El joven se escondió en el patio de una casa, cercana al lugar del robo, y desde allí provocaba a los efectivos.

tumbero 

Diego Andrés Barrera Leal tuvo el destino que, minutos antes de que lo detuvieron, no creyó posible: lo enviaron a la Penitenciaría de San Luis. Y debió pensar eso porque, de acuerdo a las averiguaciones, después de robarle a un empleado de una estación de servicio del barrio La Ribera de Villa Mercedes, escapó y se ocultó en una casa vecina. Desde el patio de esa vivienda les gritó a los policías que habían rodeado la cuadra, entre otras cosas, que de ahí nadie lo iba a sacar. Luego les hizo frente con una arma tumbera.

Pero pese a haberse resistido a los efectivos con un arma de fabricación casera, solo fue procesado por el robo. Hace una semana, cuando el joven de 21 años fue indagado por el juez de instrucción Penal 2, Leandro Estrada, no quiso declarar y tampoco lo hizo en los seis días de prórroga del arresto que había pedido su defensora.

Lo que declaró Matías Bosso, el empleado asaltado, su jefe y los policías que lo detuvieron fueron pruebas suficientes para definir la suerte de Leal.

Según esos testimonios, el viernes 19, alrededor de las siete y media de la mañana, el acusado entró a la YPF de Adolfo Pérez 384 y Robustelli, repasó el magistrado en su resolución. Allí, en el área de autoservicio, estaba Bosso.

El imputado se hizo de nueve cajas de cigarrillos, pastillas de menta, pañuelos, varios encendedores y unos 700 pesos de la caja registradora, y huyó a pie. Encaró hacia el sur.
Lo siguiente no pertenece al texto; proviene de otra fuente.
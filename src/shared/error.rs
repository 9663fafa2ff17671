//! Usage: Unified wallet error model (every failure renders as `CODE: message`).

pub type WalletResult<T> = Result<T, WalletError>;

#[derive(Debug, Clone, PartialEq, Eq, thiserror::Error)]
pub enum WalletError {
    /// No wallet reachable by any means.
    #[error("CONNECT_ERROR: {0}")]
    Connect(String),
    /// The PKCE verifier is gone (restarted session or forged callback).
    #[error("MISSING_VERIFIER: no pending authorization; start the connect flow again")]
    MissingVerifier,
    /// The callback route was reached without an authorization code.
    #[error("MISSING_CODE: no authorization code found in the callback url")]
    MissingCode,
    #[error("TOKEN_EXCHANGE_ERROR: {0}")]
    TokenExchange(String),
    #[error("REFRESH_ERROR: {0}")]
    Refresh(String),
    /// Non-2xx from the custodian (or the transport failed before a status arrived).
    #[error("API_ERROR: {}", format_api_message(*.status, .message))]
    Api { status: Option<u16>, message: String },
    #[error("PAYMENT_ERROR: {0}")]
    Payment(String),
    #[error("UNSUPPORTED_OPERATION: {0}")]
    UnsupportedOperation(String),
    #[error("STORAGE_ERROR: {0}")]
    Storage(String),
    #[error("CONFIG_ERROR: {0}")]
    Config(String),
}

fn format_api_message(status: Option<u16>, message: &str) -> String {
    match status {
        Some(status) => format!("status={status} {message}"),
        None => message.to_string(),
    }
}

impl WalletError {
    pub fn api(status: u16, message: impl Into<String>) -> Self {
        Self::Api {
            status: Some(status),
            message: message.into(),
        }
    }

    pub fn transport(message: impl Into<String>) -> Self {
        Self::Api {
            status: None,
            message: message.into(),
        }
    }

    pub fn code(&self) -> &'static str {
        match self {
            Self::Connect(_) => "CONNECT_ERROR",
            Self::MissingVerifier => "MISSING_VERIFIER",
            Self::MissingCode => "MISSING_CODE",
            Self::TokenExchange(_) => "TOKEN_EXCHANGE_ERROR",
            Self::Refresh(_) => "REFRESH_ERROR",
            Self::Api { .. } => "API_ERROR",
            Self::Payment(_) => "PAYMENT_ERROR",
            Self::UnsupportedOperation(_) => "UNSUPPORTED_OPERATION",
            Self::Storage(_) => "STORAGE_ERROR",
            Self::Config(_) => "CONFIG_ERROR",
        }
    }

    /// HTTP status carried by an `Api` error, if any.
    pub fn status(&self) -> Option<u16> {
        match self {
            Self::Api { status, .. } => *status,
            _ => None,
        }
    }
}

impl From<rusqlite::Error> for WalletError {
    fn from(value: rusqlite::Error) -> Self {
        Self::Storage(format!("sqlite: {value}"))
    }
}

impl From<r2d2::Error> for WalletError {
    fn from(value: r2d2::Error) -> Self {
        Self::Storage(format!("connection pool: {value}"))
    }
}
//! Usage: Poison-recovering lock helpers for the std `Mutex` and `RwLock` guarding session and feed state.

use std::panic::Location;
use std::sync::{Mutex, MutexGuard, PoisonError, RwLock, RwLockReadGuard, RwLockWriteGuard};

pub(crate) trait MutexExt<T> {
    /// Lock the mutex; a poisoned lock is recovered and logged.
    fn lock_or_recover(&self) -> MutexGuard<'_, T>;
}

pub(crate) trait RwLockExt<T> {
    fn read_or_recover(&self) -> RwLockReadGuard<'_, T>;
    fn write_or_recover(&self) -> RwLockWriteGuard<'_, T>;
}

impl<T> MutexExt<T> for Mutex<T> {
    #[track_caller]
    fn lock_or_recover(&self) -> MutexGuard<'_, T> {
        let loc = Location::caller();
        self.lock()
            .unwrap_or_else(|poisoned| recover::<T, _>(poisoned, "mutex", loc))
    }
}

impl<T> RwLockExt<T> for RwLock<T> {
    #[track_caller]
    fn read_or_recover(&self) -> RwLockReadGuard<'_, T> {
        let loc = Location::caller();
        self.read()
            .unwrap_or_else(|poisoned| recover::<T, _>(poisoned, "rwlock.read", loc))
    }

    #[track_caller]
    fn write_or_recover(&self) -> RwLockWriteGuard<'_, T> {
        let loc = Location::caller();
        self.write()
            .unwrap_or_else(|poisoned| recover::<T, _>(poisoned, "rwlock.write", loc))
    }
}

fn recover<T, G>(poisoned: PoisonError<G>, lock: &'static str, loc: &Location<'_>) -> G {
    tracing::error!(
        lock,
        owner = std::any::type_name::<T>(),
        file = loc.file(),
        line = loc.line(),
        "lock poisoned by a panicking holder; continuing with the last written state"
    );
    poisoned.into_inner()
}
Eso no intimidó a Bosso. El hombre llamó a su jefe, le avisó que acababan de robarle y salió detrás del delincuente. A los pocos minutos, llegaron el dueño de la estación de servicio y los efectivos.
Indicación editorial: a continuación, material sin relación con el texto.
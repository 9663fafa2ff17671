//! Usage: In-page WebLN provider discovery and enablement.
//!
//! A browser extension injects its provider asynchronously; the host mirrors that into a
//! `ProviderSlot` and the locator polls the slot for a short discovery window.

use crate::shared::error::{WalletError, WalletResult};
use crate::shared::mutex_ext::MutexExt;
use crate::wallet::types::{
    Balance, Invoice, InvoiceRequest, KeysendRequest, NodeInfo, PaymentReceipt, SignedMessage,
};
use async_trait::async_trait;
use std::sync::{Arc, Mutex};
use std::time::Duration;

/// Rejection reported by an injected provider.
#[derive(Debug, Clone, PartialEq, Eq, thiserror::Error)]
#[error("{message}")]
pub struct ProviderError {
    pub message: String,
}

impl ProviderError {
    pub fn new(message: impl Into<String>) -> Self {
        Self {
            message: message.into(),
        }
    }
}

#[async_trait]
pub trait WebLnProvider: Send + Sync {
    async fn enable(&self) -> Result<(), ProviderError>;
    async fn get_info(&self) -> Result<NodeInfo, ProviderError>;
    async fn get_balance(&self) -> Result<Balance, ProviderError>;
    async fn make_invoice(&self, request: &InvoiceRequest) -> Result<Invoice, ProviderError>;
    async fn send_payment(&self, payment_request: &str) -> Result<PaymentReceipt, ProviderError>;
    async fn keysend(&self, request: &KeysendRequest) -> Result<PaymentReceipt, ProviderError>;
    async fn sign_message(&self, message: &str) -> Result<SignedMessage, ProviderError>;
    async fn verify_message(&self, signature: &str, message: &str) -> Result<(), ProviderError>;
}

/// Where the host publishes an injected provider once it appears.
#[derive(Clone, Default)]
pub struct ProviderSlot {
    inner: Arc<Mutex<Option<Arc<dyn WebLnProvider>>>>,
}

impl std::fmt::Debug for ProviderSlot {
    fn fmt(&self, f: &mut std::fmt::Formatter<'_>) -> std::fmt::Result {
        f.debug_struct("ProviderSlot")
            .field("occupied", &self.get().is_some())
            .finish()
    }
}

impl ProviderSlot {
    pub fn new() -> Self {
        Self::default()
    }

    pub fn inject(&self, provider: Arc<dyn WebLnProvider>) {
        *self.inner.lock_or_recover() = Some(provider);
    }

    pub fn clear(&self) {
        *self.inner.lock_or_recover() = None;
    }

    pub fn get(&self) -> Option<Arc<dyn WebLnProvider>> {
        self.inner.lock_or_recover().clone()
    }
}

#[derive(Debug, Clone)]
pub struct ExtensionProviderLocator {
    slot: ProviderSlot,
    discovery_timeout: Duration,
    poll_interval: Duration,
}

impl ExtensionProviderLocator {
    pub fn new(slot: ProviderSlot, discovery_timeout: Duration, poll_interval: Duration) -> Self {
        Self {
            slot,
            discovery_timeout,
            poll_interval: poll_interval.max(Duration::from_millis(1)),
        }
    }

    /// Find the injected provider and ask it to enable. Absence and rejection both fail with
    /// `Connect`; callers treat that as the signal to fall back.
    pub async fn try_enable(&self) -> WalletResult<Arc<dyn WebLnProvider>> {
        let provider = self.discover().await.ok_or_else(|| {
            WalletError::Connect("no in-page wallet provider found".to_string())
        })?;

        provider.enable().await.map_err(|err| {
            tracing::info!("wallet extension declined enable: {}", err);
            WalletError::Connect(format!("wallet extension rejected enable: {err}"))
        })?;

        tracing::info!("wallet extension enabled");
        Ok(provider)
    }

    async fn discover(&self) -> Option<Arc<dyn WebLnProvider>> {
        if let Some(provider) = self.slot.get() {
            return Some(provider);
        }

        let poll = async {
            let mut ticker = tokio::time::interval(self.poll_interval);
            loop {
                ticker.tick().await;
                if let Some(provider) = self.slot.get() {
                    return provider;
                }
            }
        };

        match tokio::time::timeout(self.discovery_timeout, poll).await {
            Ok(provider) => Some(provider),
            Err(_) => {
                tracing::debug!(
                    timeout_ms = self.discovery_timeout.as_millis() as u64,
                    "no wallet extension injected within discovery window"
                );
                None
            }
        }
    }
}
No muy lejos de ahí, en la esquina de la manzana 7228, el personal policial avistó a un joven que le hacía señas. Era el empleado del autoservicio. Quería avisarles que en la casa 3 de esa manzana se había metido el ladrón.

Mientras los agentes del grupo táctico COAR y del Comando Radioeléctrico cerraban la cuadra para que el acusado no escapara, el resto de los policías de la Comisaría 29ª le pidieron a la dueña de la vivienda si les permitía entrar para aprehender al delincuente. La mujer, sin embargo, no colaboró. Al menos no, al principio.

Primero parecía no entender porqué estaban ahí y, después, les advirtió que solo con una orden judicial los dejaría ingresar. En eso que trataban de convencer a la vecina, escuchaban cómo Leal les gritaba a uno de los uniformados desde el patio trasero del domicilio. "Llamá al fiscal ¡De acá no me vas a sacar! ¡Tenés que tener una orden judicial para entrar acá!", le aseguraba a viva voz.

Cuando los agentes consiguieron ingresar, Leal sacó de su vientre un arma tumbera. Pero su valentía se acabó cuando uno de los efectivos le disparó hacia el suelo con su escopeta para amedrentarlo, entonces, el imputado arrojó el arma.